------ EXCERPTED RECORDS
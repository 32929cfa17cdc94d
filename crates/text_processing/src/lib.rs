//! Deterministic text understanding for intake calls
//!
//! This crate provides:
//! - **Slot Extraction**: one pure extractor per slot kind behind [`SlotExtractor`]
//! - **Vocabulary**: escalation, confirmation and correction-field lexicons
//! - **Categories**: issue category classification
//! - **Speech Formatting**: digit-by-digit rendering of numeric fields
//!
//! # Example
//!
//! ```
//! use voice_intake_core::SlotKind;
//! use voice_intake_text_processing::{ExtractionContext, ExtractorSet, SlotValue};
//!
//! let extractors = ExtractorSet::rule_based();
//! let ctx = ExtractionContext::default();
//! assert_eq!(
//!     extractors.extract(SlotKind::Zip, &ctx, "it's 02321"),
//!     Some(SlotValue::Zip("02321".to_string()))
//! );
//! ```

pub mod category;
pub mod normalize;
pub mod slot_extraction;
pub mod speech_format;
pub mod vocabulary;

pub use category::classify_issue;
pub use normalize::{digits_only, normalize_utterance};
pub use slot_extraction::{
    DrivableExtractor, ExtractionContext, ExtractorSet, IssueExtractor, NameExtractor,
    PhoneExtractor, SlotExtractor, SlotValue, UrgencyExtractor, VehicleExtractor, ZipExtractor,
};
pub use speech_format::{spell_digits, spell_phone};
pub use vocabulary::{
    classify_confirmation, contains_symptom, is_escalation_request, match_correction_field,
    ConfirmationReply,
};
------------
- TASK OBJECTIVE -
Transcribe the listing shown above in full and without change.

- EXERCISE OUTPUT -
repository 32929cfa17cdc94d
filename crates/text_processing/src/lib.rs
//! Deterministic text understanding for intake calls
//!
//! This crate provides:
//! - **Slot Extraction**: one pure extractor per slot kind behind [`SlotExtractor`]
//! - **Vocabulary**: escalation, confirmation and correction-field lexicons
//! - **Categories**: issue category classification
//! - **Speech Formatting**: digit-by-digit rendering of numeric fields
//!
//! # Example
//!
//! ```
//! use voice_intake_core::SlotKind;
//! use voice_intake_text_processing::{ExtractionContext, ExtractorSet, SlotValue};
//!
//! let extractors = ExtractorSet::rule_based();
//! let ctx = ExtractionContext::default();
//! assert_eq!(
//!     extractors.extract(SlotKind::Zip, &ctx, "it's 02321"),
//!     Some(SlotValue::Zip("02321".to_string()))
//! );
//! ```

pub mod category;
pub mod normalize;
pub mod slot_extraction;
pub mod speech_format;
pub mod vocabulary;

pub use category::classify_issue;
pub use normalize::{digits_only, normalize_utterance};
pub use slot_extraction::{
    DrivableExtractor, ExtractionContext, ExtractorSet, IssueExtractor, NameExtractor,
    PhoneExtractor, SlotExtractor, SlotValue, UrgencyExtractor, VehicleExtractor, ZipExtractor,
};
pub use speech_format::{spell_digits, spell_phone};
pub use vocabulary::{
    classify_confirmation, contains_symptom, is_escalation_request, match_correction_field,
    ConfirmationReply,
};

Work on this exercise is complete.